News broke this week that The Wayback Machine has now archived 4 hundred billion webpages. The Wayback Machine enables users to see how another website looked in the past, and after launching in 1996 the project now requires an incredible 5 petabytes of storage to maintain all its data.

The figures behind the project are impressive; The Wayback Machine’s database is queried over 1,000 times every second by over 500,000 people a day – making Archive.org the 250th most popular site on the entire internet.

wayback_machine_logo

The company’s mission is equally impressive, explicitly expressing their ideology on their website “Most societies place importance on preserving artifacts of their culture and heritage. Without such artifacts, civilization has no memory and no mechanism to learn from its successes and failures. Our culture now produces more and more artifacts in digital form. The Archive’s mission is to help preserve those artifacts and create an Internet library for researchers, historians, and scholars”.

Brewster Kahle launched the project in 1996 at the same time he started the now-famous web crawling company Alexa Internet. The project has its roots in the development of software that could crawl and download all publicly accessible World Wide Web pages, the Gopher hierarchy, the Netnews bulletin board system, and downloadable software. The archived content itself wasn’t available until 2001 but by 1999 the archive had already expanded its collections to include texts, audio, moving images and software.

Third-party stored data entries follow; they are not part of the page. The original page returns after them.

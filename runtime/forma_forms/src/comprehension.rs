//! `for` comprehensions.
//!
//! Generators are combined right to left: the last generator is produced
//! first, and each earlier generator's values are prepended to every tuple
//! built so far. The result is the cartesian product with the leftmost
//! generator varying slowest, which is the source language's nesting order.
//! Each tuple is filtered by the guard, mapped by the body and fed to the
//! collector.

use forma_patterns::{match_value, Bindings, Guard, Handler, Pattern};
use forma_value::{FormResult, Value};
use smallvec::smallvec;

use crate::collectable::{Collect, Collectable};

type Tuples<'a> = Box<dyn Iterator<Item = Bindings> + 'a>;

/// A source of values for one generator position of a comprehension.
///
/// A generator is produced at most once, when the comprehension runs.
pub struct Generator<'a> {
    produce: Box<dyn FnOnce() -> FormResult<Tuples<'a>> + 'a>,
}

impl<'a> Generator<'a> {
    /// Each produced value binds one slot.
    pub fn values<I>(produce: impl FnOnce() -> FormResult<I> + 'a) -> Self
    where
        I: IntoIterator<Item = Value>,
        I::IntoIter: 'a,
    {
        Generator {
            produce: Box::new(move || {
                let values = produce()?.into_iter().map(|v| smallvec![v]);
                Ok(Box::new(values) as Tuples<'a>)
            }),
        }
    }

    /// Each produced item is already a tuple of bound values.
    pub fn bindings<I>(produce: impl FnOnce() -> FormResult<I> + 'a) -> Self
    where
        I: IntoIterator<Item = Bindings>,
        I::IntoIter: 'a,
    {
        Generator {
            produce: Box::new(move || Ok(Box::new(produce()?.into_iter()) as Tuples<'a>)),
        }
    }

    /// Destructure each produced value with `pattern`, skipping values that
    /// do not match (`for {:ok, x} <- list`).
    pub fn matching<I>(pattern: Pattern, produce: impl FnOnce() -> FormResult<I> + 'a) -> Self
    where
        I: IntoIterator<Item = Value>,
        I::IntoIter: 'a,
    {
        Generator {
            produce: Box::new(move || {
                let matched = produce()?
                    .into_iter()
                    .filter_map(move |v| match_value(&pattern, &v, None).into_bound());
                Ok(Box::new(matched) as Tuples<'a>)
            }),
        }
    }

    /// A generator over already computed values.
    pub fn list<I>(values: I) -> Self
    where
        I: IntoIterator<Item = Value> + 'a,
        I::IntoIter: 'a,
    {
        Generator::values(move || Ok(values))
    }

    fn produce(self) -> FormResult<Tuples<'a>> {
        (self.produce)()
    }
}

impl std::fmt::Debug for Generator<'_> {
    fn fmt(&self, f: &mut std::fmt::Formatter<'_>) -> std::fmt::Result {
        f.debug_struct("Generator").finish_non_exhaustive()
    }
}

/// The per-tuple part of a comprehension: an optional filter and the body.
pub struct ForExpr<'a> {
    guard: Option<Box<Guard<'a>>>,
    body: Box<Handler<'a>>,
}

impl<'a> ForExpr<'a> {
    pub fn new(body: impl Fn(&[Value]) -> FormResult + 'a) -> Self {
        ForExpr {
            guard: None,
            body: Box::new(body),
        }
    }

    /// Keep only tuples for which `guard` holds.
    #[must_use]
    pub fn when(mut self, guard: impl Fn(&[Value]) -> bool + 'a) -> Self {
        self.guard = Some(Box::new(guard));
        self
    }

    fn accepts(&self, tuple: &[Value]) -> bool {
        match &self.guard {
            Some(guard) => guard(tuple),
            None => true,
        }
    }
}

/// Run a comprehension and return the collector's final accumulator.
///
/// The collector is started before any generator is produced, so an
/// uncollectable `into` fails without running a generator. With no
/// generators nothing is produced and the result is the finished `into`.
/// Body, guard, generator and collector failures propagate.
#[tracing::instrument(level = "debug", skip_all, fields(generators = generators.len()))]
pub fn comprehend(
    expression: &ForExpr<'_>,
    mut generators: Vec<Generator<'_>>,
    collectable: &dyn Collectable,
    into: Value,
) -> FormResult {
    let (mut acc, mut step) = collectable.into_collector(into)?;

    let Some(innermost) = generators.pop() else {
        return step(acc, Collect::Done);
    };

    // The outermost generator is only iterated, never materialized; with a
    // single generator that is the innermost one.
    let inner: Vec<Bindings>;
    let tuples: Tuples<'_> = if generators.is_empty() {
        innermost.produce()?
    } else {
        let outermost = generators.remove(0);
        let mut combined: Vec<Bindings> = innermost.produce()?.collect();
        while let Some(generator) = generators.pop() {
            combined = prepend(generator.produce()?, &combined).collect();
        }
        inner = combined;
        Box::new(prepend(outermost.produce()?, &inner))
    };

    let mut emitted = 0_usize;
    for tuple in tuples {
        if !expression.accepts(&tuple) {
            continue;
        }
        let value = (expression.body)(&tuple)?;
        acc = step(acc, Collect::Cont(value))?;
        emitted = emitted.saturating_add(1);
    }
    tracing::debug!(emitted, "comprehension done");
    step(acc, Collect::Done)
}

/// Prepend every head tuple to every tail tuple, heads varying slowest.
fn prepend<'t>(
    heads: Tuples<'t>,
    tails: &'t [Bindings],
) -> impl Iterator<Item = Bindings> + 't {
    heads.flat_map(move |head| {
        tails.iter().map(move |tail| {
            let mut tuple = head.clone();
            tuple.extend(tail.iter().cloned());
            tuple
        })
    })
}

#[cfg(test)]
#[allow(
    clippy::unwrap_used,
    clippy::arithmetic_side_effects,
    reason = "tests use unwrap to panic on unexpected state and compute expected values"
)]
mod tests;
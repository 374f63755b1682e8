//! `try` with `rescue`, `catch`, `else` and `after`.
//!
//! # Semantics
//!
//! - The block runs first.
//! - On failure, `rescue` handles it if present, else `catch`, else the
//!   failure propagates. `rescue` receives the failure with its reason
//!   resolved; `catch` receives the raw failure.
//! - On success, `else` (if present) receives the block's value. A match
//!   failure raised by `else` becomes `NoMatchInElse`.
//! - `after` runs exactly once on every path, after the branch that produced
//!   the outcome, including when a handler fails or a panic unwinds.
//!
//! # Usage
//!
//! ```text
//! Try::new(|| risky())
//!     .with_rescue(|failure| Ok(failure.reason))
//!     .with_after(|| cleanup())
//!     .run()
//! ```

use forma_patterns::Clause;
use forma_value::{no_match_in_else, Failure, FailureWithReason, FormResult, Value};

use crate::dispatch::case;

type Block<'a> = Box<dyn FnOnce() -> FormResult + 'a>;
type OnFailure<'a, F> = Box<dyn FnOnce(F) -> FormResult + 'a>;
type OnValue<'a> = Box<dyn FnOnce(Value) -> FormResult + 'a>;

/// A `try` expression, built up with `with_*` and run once.
pub struct Try<'a> {
    block: Block<'a>,
    rescue: Option<OnFailure<'a, FailureWithReason>>,
    catch: Option<OnFailure<'a, Failure>>,
    else_branch: Option<OnValue<'a>>,
    after: Option<Box<dyn FnOnce() + 'a>>,
}

impl<'a> Try<'a> {
    pub fn new(block: impl FnOnce() -> FormResult + 'a) -> Self {
        Try {
            block: Box::new(block),
            rescue: None,
            catch: None,
            else_branch: None,
            after: None,
        }
    }

    #[must_use]
    pub fn with_rescue(mut self, rescue: impl FnOnce(FailureWithReason) -> FormResult + 'a) -> Self {
        self.rescue = Some(Box::new(rescue));
        self
    }

    #[must_use]
    pub fn with_catch(mut self, catch: impl FnOnce(Failure) -> FormResult + 'a) -> Self {
        self.catch = Some(Box::new(catch));
        self
    }

    #[must_use]
    pub fn with_else(mut self, else_branch: impl FnOnce(Value) -> FormResult + 'a) -> Self {
        self.else_branch = Some(Box::new(else_branch));
        self
    }

    /// Use `clauses` as the `else` branch. A block value no clause accepts
    /// fails with `NoMatchInElse`.
    #[must_use]
    pub fn with_else_clauses(self, clauses: Vec<Clause<'a>>) -> Self {
        self.with_else(move |value| case(&value, &clauses))
    }

    #[must_use]
    pub fn with_after(mut self, after: impl FnOnce() + 'a) -> Self {
        self.after = Some(Box::new(after));
        self
    }

    /// Run the expression.
    #[tracing::instrument(level = "trace", skip_all)]
    pub fn run(self) -> FormResult {
        let Try {
            block,
            rescue,
            catch,
            else_branch,
            after,
        } = self;
        // Declared first so it drops last, after whichever branch ran.
        let _after = AfterGuard { after };

        match block() {
            Ok(value) => match else_branch {
                Some(else_branch) => else_branch(value.clone()).map_err(|failure| {
                    if failure.is_match_error() {
                        no_match_in_else(value)
                    } else {
                        failure
                    }
                }),
                None => Ok(value),
            },
            Err(failure) => {
                tracing::debug!(%failure, "try block failed");
                if let Some(rescue) = rescue {
                    rescue(failure.rescued())
                } else if let Some(catch) = catch {
                    catch(failure)
                } else {
                    Err(failure)
                }
            }
        }
    }
}

impl std::fmt::Debug for Try<'_> {
    fn fmt(&self, f: &mut std::fmt::Formatter<'_>) -> std::fmt::Result {
        f.debug_struct("Try")
            .field("rescue", &self.rescue.is_some())
            .field("catch", &self.catch.is_some())
            .field("else", &self.else_branch.is_some())
            .field("after", &self.after.is_some())
            .finish_non_exhaustive()
    }
}

/// Runs the `after` branch when dropped, even during unwinding.
struct AfterGuard<'a> {
    after: Option<Box<dyn FnOnce() + 'a>>,
}

impl Drop for AfterGuard<'_> {
    fn drop(&mut self) {
        if let Some(after) = self.after.take() {
            after();
        }
    }
}

#[cfg(test)]
#[allow(
    clippy::unwrap_used,
    clippy::arithmetic_side_effects,
    reason = "tests use unwrap to panic on unexpected state and count calls"
)]
mod tests;
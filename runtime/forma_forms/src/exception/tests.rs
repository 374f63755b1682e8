use std::cell::{Cell, RefCell};

use super::*;
use forma_patterns::Pattern;
use forma_value::{bad_match, exit, raise, throw, FailureKind, MapKey, RaiseKind};
use pretty_assertions::assert_eq;

#[test]
fn success_without_else_returns_block_value() {
    let result = Try::new(|| Ok(Value::int(1))).run().unwrap();
    assert_eq!(result, Value::int(1));
}

#[test]
fn else_receives_block_value() {
    let result = Try::new(|| Ok(Value::int(2)))
        .with_else(|v| Ok(Value::int(v.as_int().unwrap() * 10)))
        .run()
        .unwrap();
    assert_eq!(result, Value::int(20));
}

#[test]
fn rescue_gets_reason() {
    let raised = Value::map([(MapKey::from("__reason"), Value::atom("enoent"))]);
    let result = Try::new(move || Err(raise(raised)))
        .with_rescue(|rescued| Ok(rescued.reason))
        .run()
        .unwrap();
    assert_eq!(result, Value::atom("enoent"));
}

#[test]
fn rescue_without_reason_gets_payload() {
    let result = Try::new(|| Err(raise(Value::string("boom"))))
        .with_rescue(|rescued| {
            assert_eq!(rescued.original, raise(Value::string("boom")));
            Ok(rescued.reason)
        })
        .run()
        .unwrap();
    assert_eq!(result, Value::string("boom"));
}

#[test]
fn rescue_takes_priority_over_catch() {
    let caught = Cell::new(false);
    let result = Try::new(|| Err(throw(Value::int(1))))
        .with_rescue(|_| Ok(Value::atom("rescued")))
        .with_catch(|_| {
            caught.set(true);
            Ok(Value::atom("caught"))
        })
        .run()
        .unwrap();
    assert_eq!(result, Value::atom("rescued"));
    assert!(!caught.get());
}

#[test]
fn catch_gets_raw_failure() {
    let result = Try::new(|| Err(throw(Value::int(7))))
        .with_catch(|failure| {
            assert_eq!(failure.raise_kind(), Some(RaiseKind::Throw));
            Ok(failure.payload)
        })
        .run()
        .unwrap();
    assert_eq!(result, Value::int(7));
}

#[test]
fn unhandled_failure_propagates_after_running_after() {
    let after_runs = Cell::new(0);
    let err = Try::new(|| Err(exit(Value::atom("normal"))))
        .with_after(|| after_runs.set(after_runs.get() + 1))
        .run()
        .unwrap_err();
    assert_eq!(err, exit(Value::atom("normal")));
    assert_eq!(after_runs.get(), 1);
}

#[test]
fn after_runs_once_when_handler_fails() {
    let after_runs = Cell::new(0);
    let err = Try::new(|| Err(raise(Value::int(1))))
        .with_rescue(|_| Err(raise(Value::int(2))))
        .with_after(|| after_runs.set(after_runs.get() + 1))
        .run()
        .unwrap_err();
    assert_eq!(err, raise(Value::int(2)));
    assert_eq!(after_runs.get(), 1);
}

#[test]
fn after_runs_after_else() {
    let log = RefCell::new(Vec::new());
    Try::new(|| {
        log.borrow_mut().push("block");
        Ok(Value::Nil)
    })
    .with_else(|v| {
        log.borrow_mut().push("else");
        Ok(v)
    })
    .with_after(|| log.borrow_mut().push("after"))
    .run()
    .unwrap();
    assert_eq!(*log.borrow(), vec!["block", "else", "after"]);
}

#[test]
fn after_result_is_discarded() {
    let result = Try::new(|| Ok(Value::int(5)))
        .with_after(|| {})
        .run()
        .unwrap();
    assert_eq!(result, Value::int(5));
}

#[test]
fn else_match_error_becomes_no_match_in_else() {
    let err = Try::new(|| Ok(Value::int(3)))
        .with_else(|v| Err(bad_match(v)))
        .run()
        .unwrap_err();
    assert_eq!(
        err.kind,
        FailureKind::NoMatchInElse {
            value: Value::int(3)
        }
    );
}

#[test]
fn else_clauses_without_match_fail() {
    let err = Try::new(|| Ok(Value::atom("other")))
        .with_else_clauses(vec![Clause::new(Pattern::ok(Pattern::capture()), |b| {
            Ok(b[0].clone())
        })])
        .run()
        .unwrap_err();
    assert!(matches!(err.kind, FailureKind::NoMatchInElse { .. }));

    let ok = Try::new(|| Ok(Value::ok(Value::int(1))))
        .with_else_clauses(vec![Clause::new(Pattern::ok(Pattern::capture()), |b| {
            Ok(b[0].clone())
        })])
        .run()
        .unwrap();
    assert_eq!(ok, Value::int(1));
}

#[test]
fn else_other_failures_propagate() {
    let err = Try::new(|| Ok(Value::Nil))
        .with_else(|_| Err(raise(Value::string("else failed"))))
        .run()
        .unwrap_err();
    assert_eq!(err, raise(Value::string("else failed")));
}

#[test]
fn after_runs_on_panic() {
    let after_ran = std::sync::atomic::AtomicBool::new(false);
    let outcome = std::panic::catch_unwind(std::panic::AssertUnwindSafe(|| {
        Try::new(|| panic!("block panicked"))
            .with_after(|| after_ran.store(true, std::sync::atomic::Ordering::SeqCst))
            .run()
    }));
    assert!(outcome.is_err());
    assert!(after_ran.load(std::sync::atomic::Ordering::SeqCst));
}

Uses of such an archive are widespread. There is a day-today practical use, as evidenced when The Wayback Machine provided access to important Federal Government sites that went dark during the Federal Government shutdown in the United States. There is also an educational aspect, with importance lessons to be learned from the vast amount of big data stored within its archives. Finally, there is a historical aspect, as the development of our internet has been preserved for future generations to enjoy.

The cloud-based project has not been without its controversies. In 2012 China restored access to the database after blocking it for several years, while in the USA an activist sued the organisation for $100,000 after claiming that archiving her site breached her terms of service. The dispute was ultimately settled out of court.

The success of the project has started to attract imitators. Online companies such as Archive.It, Freezepage, and iTools all offer similar services, but not of them can offer the same quality and depth of content as The Wayback Machine.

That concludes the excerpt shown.